Школьные сочинения на уроках литературы не давали простора. Я уже понимал тогда, что писать можно далеко не все, что думаешь. В десятом, выпускном классе иные мои сочинения разбирали на педсовете, решая, поставить мне пятерку или выгнать из школы. Некоторые учителя за независимость суждений терпеть меня не могли. Зато другие были очень благосклонны, и это меня спасало.

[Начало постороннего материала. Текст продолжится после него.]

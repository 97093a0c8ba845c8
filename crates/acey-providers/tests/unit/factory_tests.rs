//! Backend factory and configuration tests

use acey_domain::error::Error;
use acey_providers::{BackendConfig, BackendType, create_backend};

#[test]
fn test_default_config_is_echo() {
    let config = BackendConfig::default();
    assert_eq!(config.backend_type, BackendType::Echo);

    let backend = create_backend(&config).unwrap();
    assert_eq!(backend.backend_name(), "echo");
}

#[test]
fn test_ollama_backend_from_config() {
    let config = BackendConfig::ollama("llama3.2").with_base_url("http://127.0.0.1:11434");
    let backend = create_backend(&config).unwrap();
    assert_eq!(backend.backend_name(), "ollama");
}

#[test]
fn test_openai_backend_requires_key_variable() {
    let config = BackendConfig::openai("gpt-4o-mini", "ACEY_TEST_KEY_THAT_IS_NEVER_SET");
    let result = create_backend(&config);
    assert!(matches!(result, Err(Error::Configuration { .. })));
}

#[test]
fn test_backend_type_uses_lowercase_names() {
    let config: BackendConfig =
        serde_json::from_value(serde_json::json!({"type": "openai", "model": "m"})).unwrap();
    assert_eq!(config.backend_type, BackendType::OpenAi);
    assert_eq!(config.model.as_deref(), Some("m"));
    assert!(config.base_url.is_none());
}
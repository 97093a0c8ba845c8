//! Backend execution port
//!
//! The dispatch core never runs a model itself. It hands a request to a
//! [`BackendExecutor`] together with the selected provider's name and only
//! consumes the returned [`BackendResponse`]. Errors may come back either as
//! `Err(..)` or as a response with `success = false`; the gateway treats both
//! the same way.

use crate::error::Result;
use crate::value_objects::{FailureKind, SkillRequest};
use async_trait::async_trait;
use serde::{Deserialize, Serialize};

/// Typed failure reported inside a backend response
#[derive(Debug, Clone, PartialEq, Eq, Serialize, Deserialize)]
pub struct BackendFailure {
    /// Failure classification
    pub kind: FailureKind,
    /// Human-readable description
    pub message: String,
}

/// What a backend returns for one invocation
#[derive(Debug, Clone, PartialEq, Serialize, Deserialize)]
pub struct BackendResponse {
    /// Whether the invocation succeeded
    pub success: bool,
    /// Opaque output
    pub output: serde_json::Value,
    /// Backend confidence in the output, nominally in [0, 1]
    pub confidence: f64,
    /// Backend-measured duration
    pub duration_ms: u64,
    /// Failure details when `success` is false
    pub error: Option<BackendFailure>,
}

impl BackendResponse {
    /// A successful response
    pub fn ok(output: serde_json::Value, confidence: f64, duration_ms: u64) -> Self {
        Self {
            success: true,
            output,
            confidence,
            duration_ms,
            error: None,
        }
    }

    /// A failed response
    pub fn failed(kind: FailureKind, message: impl Into<String>, duration_ms: u64) -> Self {
        Self {
            success: false,
            output: serde_json::Value::Null,
            confidence: 0.0,
            duration_ms,
            error: Some(BackendFailure {
                kind,
                message: message.into(),
            }),
        }
    }
}

/// Routes an invocation to the backend serving `provider_name`
#[async_trait]
pub trait BackendExecutor: Send + Sync {
    /// Execute `request` on the named provider
    async fn invoke(&self, provider_name: &str, request: &SkillRequest) -> Result<BackendResponse>;
}

/// A single concrete backend (one model endpoint)
#[async_trait]
pub trait SkillBackend: Send + Sync {
    /// Backend implementation name, for logs
    fn backend_name(&self) -> &str;

    /// Execute `request`
    async fn invoke(&self, request: &SkillRequest) -> Result<BackendResponse>;
}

В 1970 году, когда уже вовсю была развернута кампания против Солженицына, а я был в последнем классе школы, на уроке английского нам задали домашнее задание: написать отзыв на любимую книгу. Я написал о повести «Один день Ивана Денисовича», которая была когда-то опубликована в журнале «Новый мир» и вышла отдельной книжкой. Английский мой был ужасен, но толстая и добрая наша англичанка Элеонора Наумовна Адлер меня любила, а советскую власть – нет. Она поставила мне четверку. В маленьком нашем городе все хорошие люди друг друга знали, и на следующий день нас троих (папу, Кирилла и меня) срочно позвали к себе в гости две добрые папины приятельницы, преподавательницы русского языка и литературы. Одна из них преподавала в моей школе.

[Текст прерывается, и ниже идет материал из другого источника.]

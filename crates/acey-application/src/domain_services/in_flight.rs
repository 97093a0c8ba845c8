//! Per-request exclusivity
//!
//! Two executions of the same request id never overlap. A second caller waits
//! until the first one's [`InFlightGuard`] is dropped.

use std::collections::HashSet;
use std::sync::{Mutex, PoisonError};
use tokio::sync::Notify;
use uuid::Uuid;

/// Set of request ids currently executing
#[derive(Debug, Default)]
pub struct InFlightRequests {
    active: Mutex<HashSet<Uuid>>,
    released: Notify,
}

impl InFlightRequests {
    /// Create an empty set
    pub fn new() -> Self {
        Self::default()
    }

    /// Claim `id`, waiting while another execution holds it
    pub async fn acquire(&self, id: Uuid) -> InFlightGuard<'_> {
        loop {
            // Register interest before checking so a release in between is not missed
            let released = self.released.notified();
            if self.try_insert(id) {
                return InFlightGuard { owner: self, id };
            }
            released.await;
        }
    }

    fn try_insert(&self, id: Uuid) -> bool {
        self.active
            .lock()
            .unwrap_or_else(PoisonError::into_inner)
            .insert(id)
    }

    fn release(&self, id: Uuid) {
        self.active
            .lock()
            .unwrap_or_else(PoisonError::into_inner)
            .remove(&id);
        self.released.notify_waiters();
    }

    /// Number of requests currently executing
    pub fn len(&self) -> usize {
        self.active.lock().unwrap_or_else(PoisonError::into_inner).len()
    }

    /// Whether nothing is executing
    pub fn is_empty(&self) -> bool {
        self.len() == 0
    }

    /// Whether `id` is executing right now
    pub fn contains(&self, id: Uuid) -> bool {
        self.active
            .lock()
            .unwrap_or_else(PoisonError::into_inner)
            .contains(&id)
    }
}

/// Releases its request id on drop
#[derive(Debug)]
pub struct InFlightGuard<'a> {
    owner: &'a InFlightRequests,
    id: Uuid,
}

impl Drop for InFlightGuard<'_> {
    fn drop(&mut self) {
        self.owner.release(self.id);
    }
}
//! Operator control surface
//!
//! One façade over dispatch, scheduling and alerting for CLIs and embedding
//! applications.

use super::dispatch_service::{DispatchService, ExecutionStats};
use crate::domain_services::alerts::AlertLog;
use crate::domain_services::scheduler::{CycleScheduler, SchedulerStatus};
use acey_domain::error::Result;
use acey_domain::ports::{DomainEventStream, SharedEventBus};
use acey_domain::value_objects::{Alert, CycleRecord, DispatchResult, Provider, SkillRequest};
use serde::{Deserialize, Serialize};
use std::sync::Arc;
use uuid::Uuid;

/// Combined status of the scheduler and provider pool
#[derive(Debug, Clone, PartialEq, Serialize, Deserialize)]
pub struct SystemStatus {
    /// Scheduler snapshot
    pub scheduler: SchedulerStatus,
    /// Registered providers
    pub providers: Vec<Provider>,
    /// Providers currently available
    pub available_providers: usize,
}

/// Entry point for operators
pub struct ControlCenter {
    dispatch: Arc<DispatchService>,
    scheduler: Arc<CycleScheduler>,
    alerts: Arc<AlertLog>,
    events: SharedEventBus,
}

impl ControlCenter {
    /// Assemble the control surface
    pub fn new(
        dispatch: Arc<DispatchService>,
        scheduler: Arc<CycleScheduler>,
        alerts: Arc<AlertLog>,
        events: SharedEventBus,
    ) -> Self {
        Self {
            dispatch,
            scheduler,
            alerts,
            events,
        }
    }

    /// Dispatch service
    pub fn dispatch(&self) -> &Arc<DispatchService> {
        &self.dispatch
    }

    /// Cycle scheduler
    pub fn scheduler(&self) -> &Arc<CycleScheduler> {
        &self.scheduler
    }

    /// Submit a skill request
    pub async fn submit_request(&self, request: SkillRequest) -> DispatchResult {
        self.dispatch.submit_request(request).await
    }

    /// Register a provider
    ///
    /// Only the registry learns about the provider; the backend executor must
    /// already route its name. `AppContext::add_provider` in the
    /// infrastructure crate does both.
    pub async fn register_provider(&self, provider: Provider) -> Result<()> {
        self.dispatch.register_provider(provider).await
    }

    /// Change provider availability
    pub async fn set_provider_availability(&self, name: &str, available: bool) -> Result<bool> {
        self.dispatch
            .set_provider_availability(name, available)
            .await
    }

    /// Remove a provider
    pub async fn remove_provider(&self, name: &str) -> Option<Provider> {
        self.dispatch.remove_provider(name).await
    }

    /// Start the scheduler
    pub async fn start(&self) -> Result<()> {
        self.scheduler.start().await
    }

    /// Stop the scheduler
    pub async fn stop(&self) -> Result<()> {
        self.scheduler.stop().await
    }

    /// Pause the scheduler
    pub async fn pause(&self) -> bool {
        self.scheduler.pause().await
    }

    /// Resume the scheduler
    pub async fn resume(&self) -> bool {
        self.scheduler.resume().await
    }

    /// Change the cycle interval
    pub async fn set_interval_ms(&self, interval_ms: u64) -> Result<()> {
        self.scheduler.set_interval_ms(interval_ms).await
    }

    /// Enter emergency mode
    pub async fn enable_emergency_mode(&self, reason: &str) -> bool {
        self.scheduler.enable_emergency_mode(reason).await
    }

    /// Leave emergency mode
    pub async fn disable_emergency_mode(&self) -> bool {
        self.scheduler.disable_emergency_mode().await
    }

    /// Scheduler and provider status
    pub fn get_status(&self) -> SystemStatus {
        let providers = self.dispatch.providers();
        SystemStatus {
            scheduler: self.scheduler.status(),
            available_providers: providers.iter().filter(|p| p.available).count(),
            providers,
        }
    }

    /// Most recent cycles, oldest first
    pub fn get_cycle_history(&self, limit: usize) -> Vec<CycleRecord> {
        self.scheduler.cycle_history(limit)
    }

    /// Most recent alerts, oldest first
    pub fn get_recent_alerts(&self, limit: usize) -> Vec<Alert> {
        self.alerts.recent(limit)
    }

    /// Mark an alert resolved
    pub fn acknowledge_alert(&self, id: Uuid) -> bool {
        self.alerts.acknowledge(id)
    }

    /// Execution and recovery statistics
    pub fn get_execution_stats(&self) -> ExecutionStats {
        self.dispatch.execution_stats()
    }

    /// Reset execution and recovery statistics
    pub fn reset_stats(&self) {
        self.dispatch.reset_stats();
    }

    /// Subscribe to domain events
    pub async fn subscribe_events(&self) -> Result<DomainEventStream> {
        self.events.subscribe_events().await
    }
}
//! Scheduler configuration types

use acey_application::{JobSpec, SchedulerSettings};
use serde::{Deserialize, Serialize};

/// Cycle timing, safety thresholds and the per-cycle job list
#[derive(Debug, Clone, PartialEq, Serialize, Deserialize)]
#[serde(default)]
pub struct SchedulerConfig {
    /// Time between cycles
    pub interval_ms: u64,
    /// Failed cycles in a row before emergency mode
    pub max_consecutive_failures: u32,
    /// How long cycle records are kept
    pub history_retention_secs: u64,
    /// Most cycle records kept, whatever their age
    pub history_capacity: usize,
    /// Health check period; zero disables the health monitor
    pub health_check_interval_ms: u64,
    /// Alerts kept in the alert log
    pub alert_capacity: usize,
    /// Warnings per hour above which the health monitor complains
    pub alert_frequency_threshold: usize,
    /// Jobs submitted on every cycle
    pub jobs: Vec<JobSpec>,
}

impl Default for SchedulerConfig {
    fn default() -> Self {
        let settings = SchedulerSettings::default();
        Self {
            interval_ms: settings.interval_ms,
            max_consecutive_failures: settings.max_consecutive_failures,
            history_retention_secs: settings.history_retention_secs,
            history_capacity: settings.history_capacity,
            health_check_interval_ms: settings.health_check_interval_ms,
            alert_capacity: settings.alert_capacity,
            alert_frequency_threshold: settings.alert_frequency_threshold,
            jobs: Vec::new(),
        }
    }
}

impl SchedulerConfig {
    /// Scheduler settings carried by this section
    pub fn settings(&self) -> SchedulerSettings {
        SchedulerSettings {
            interval_ms: self.interval_ms,
            max_consecutive_failures: self.max_consecutive_failures,
            history_retention_secs: self.history_retention_secs,
            history_capacity: self.history_capacity,
            health_check_interval_ms: self.health_check_interval_ms,
            alert_capacity: self.alert_capacity,
            alert_frequency_threshold: self.alert_frequency_threshold,
        }
    }
}
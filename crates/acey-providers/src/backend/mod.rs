//! Backend implementations
//!
//! Each backend implements [`SkillBackend`] for one model endpoint.
//! [`create_backend`] builds one from its configuration section.

mod echo;
mod ollama;
mod openai;

pub use echo::EchoBackend;
pub use ollama::OllamaBackend;
pub use openai::OpenAiBackend;

use crate::constants::{
    DEFAULT_HTTP_TIMEOUT_MS, OLLAMA_DEFAULT_MODEL, OLLAMA_DEFAULT_URL, OPENAI_DEFAULT_API_KEY_ENV,
    OPENAI_DEFAULT_MODEL, OPENAI_DEFAULT_URL,
};
use acey_domain::error::{Error, Result};
use acey_domain::ports::SkillBackend;
use reqwest::Client;
use serde::{Deserialize, Serialize};
use std::sync::Arc;
use std::time::Duration;

/// Backend implementation selector
#[derive(Debug, Clone, Copy, PartialEq, Eq, Serialize, Deserialize, Default)]
#[serde(rename_all = "lowercase")]
pub enum BackendType {
    /// Returns the payload, no model involved
    #[default]
    Echo,
    /// Local Ollama server
    Ollama,
    /// OpenAI-compatible chat completions API
    #[serde(rename = "openai")]
    OpenAi,
}

/// Backend section of a provider configuration
#[derive(Debug, Clone, Default, PartialEq, Eq, Serialize, Deserialize)]
#[serde(default)]
pub struct BackendConfig {
    /// Implementation to use
    #[serde(rename = "type")]
    pub backend_type: BackendType,
    /// Server URL; each backend has its own default
    pub base_url: Option<String>,
    /// Model name
    pub model: Option<String>,
    /// Environment variable holding the API key
    pub api_key_env: Option<String>,
    /// HTTP client timeout
    pub timeout_ms: Option<u64>,
}

impl BackendConfig {
    /// Echo backend configuration
    pub fn echo() -> Self {
        Self::default()
    }

    /// Ollama backend configuration
    pub fn ollama(model: impl Into<String>) -> Self {
        Self {
            backend_type: BackendType::Ollama,
            model: Some(model.into()),
            ..Self::default()
        }
    }

    /// OpenAI-compatible backend configuration
    pub fn openai(model: impl Into<String>, api_key_env: impl Into<String>) -> Self {
        Self {
            backend_type: BackendType::OpenAi,
            model: Some(model.into()),
            api_key_env: Some(api_key_env.into()),
            ..Self::default()
        }
    }

    /// Set the server URL
    #[must_use]
    pub fn with_base_url(mut self, base_url: impl Into<String>) -> Self {
        self.base_url = Some(base_url.into());
        self
    }

    fn timeout(&self) -> Duration {
        Duration::from_millis(self.timeout_ms.unwrap_or(DEFAULT_HTTP_TIMEOUT_MS))
    }

    fn effective_url(&self, default_url: &str) -> String {
        self.base_url
            .as_deref()
            .map_or_else(|| default_url.to_string(), |url| url.trim().to_string())
    }
}

/// Build the backend described by `config`
///
/// # Errors
///
/// `Configuration` when the HTTP client cannot be built or the API key
/// variable of an OpenAI-compatible backend is unset.
pub fn create_backend(config: &BackendConfig) -> Result<Arc<dyn SkillBackend>> {
    match config.backend_type {
        BackendType::Echo => Ok(Arc::new(EchoBackend::new())),
        BackendType::Ollama => {
            let timeout = config.timeout();
            let backend = OllamaBackend::new(
                config.effective_url(OLLAMA_DEFAULT_URL),
                config
                    .model
                    .clone()
                    .unwrap_or_else(|| OLLAMA_DEFAULT_MODEL.to_string()),
                timeout,
                http_client(timeout)?,
            );
            Ok(Arc::new(backend))
        }
        BackendType::OpenAi => {
            let key_env = config
                .api_key_env
                .as_deref()
                .unwrap_or(OPENAI_DEFAULT_API_KEY_ENV);
            let api_key = std::env::var(key_env).map_err(|e| {
                Error::config_with_source(
                    format!("API key variable {key_env} is not set"),
                    e,
                )
            })?;
            let timeout = config.timeout();
            let backend = OpenAiBackend::new(
                api_key,
                config.effective_url(OPENAI_DEFAULT_URL),
                config
                    .model
                    .clone()
                    .unwrap_or_else(|| OPENAI_DEFAULT_MODEL.to_string()),
                timeout,
                http_client(timeout)?,
            );
            Ok(Arc::new(backend))
        }
    }
}

fn http_client(timeout: Duration) -> Result<Client> {
    Client::builder()
        .timeout(timeout)
        .build()
        .map_err(|e| Error::config_with_source("Failed to build HTTP client", e))
}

Евгения Львовна Соболева и Жозефина Иосифовна Бельфанд иногда давали нам читать самиздат, полученный от знакомого – новомировского литературного критика Владимира Лакшина. Когда мы пришли к ним домой, они набросились на меня с упреками, что я сошел с ума, подставляю отца и дразню гусей. Они объяснили, что добрая моя англичанка рискует своей работой, поскольку ставит мне за такое сочинение четверку, вместо того чтобы сообщить о нем завучу и парторгу школы. Я был пристыжен и обещал впредь так не поступать.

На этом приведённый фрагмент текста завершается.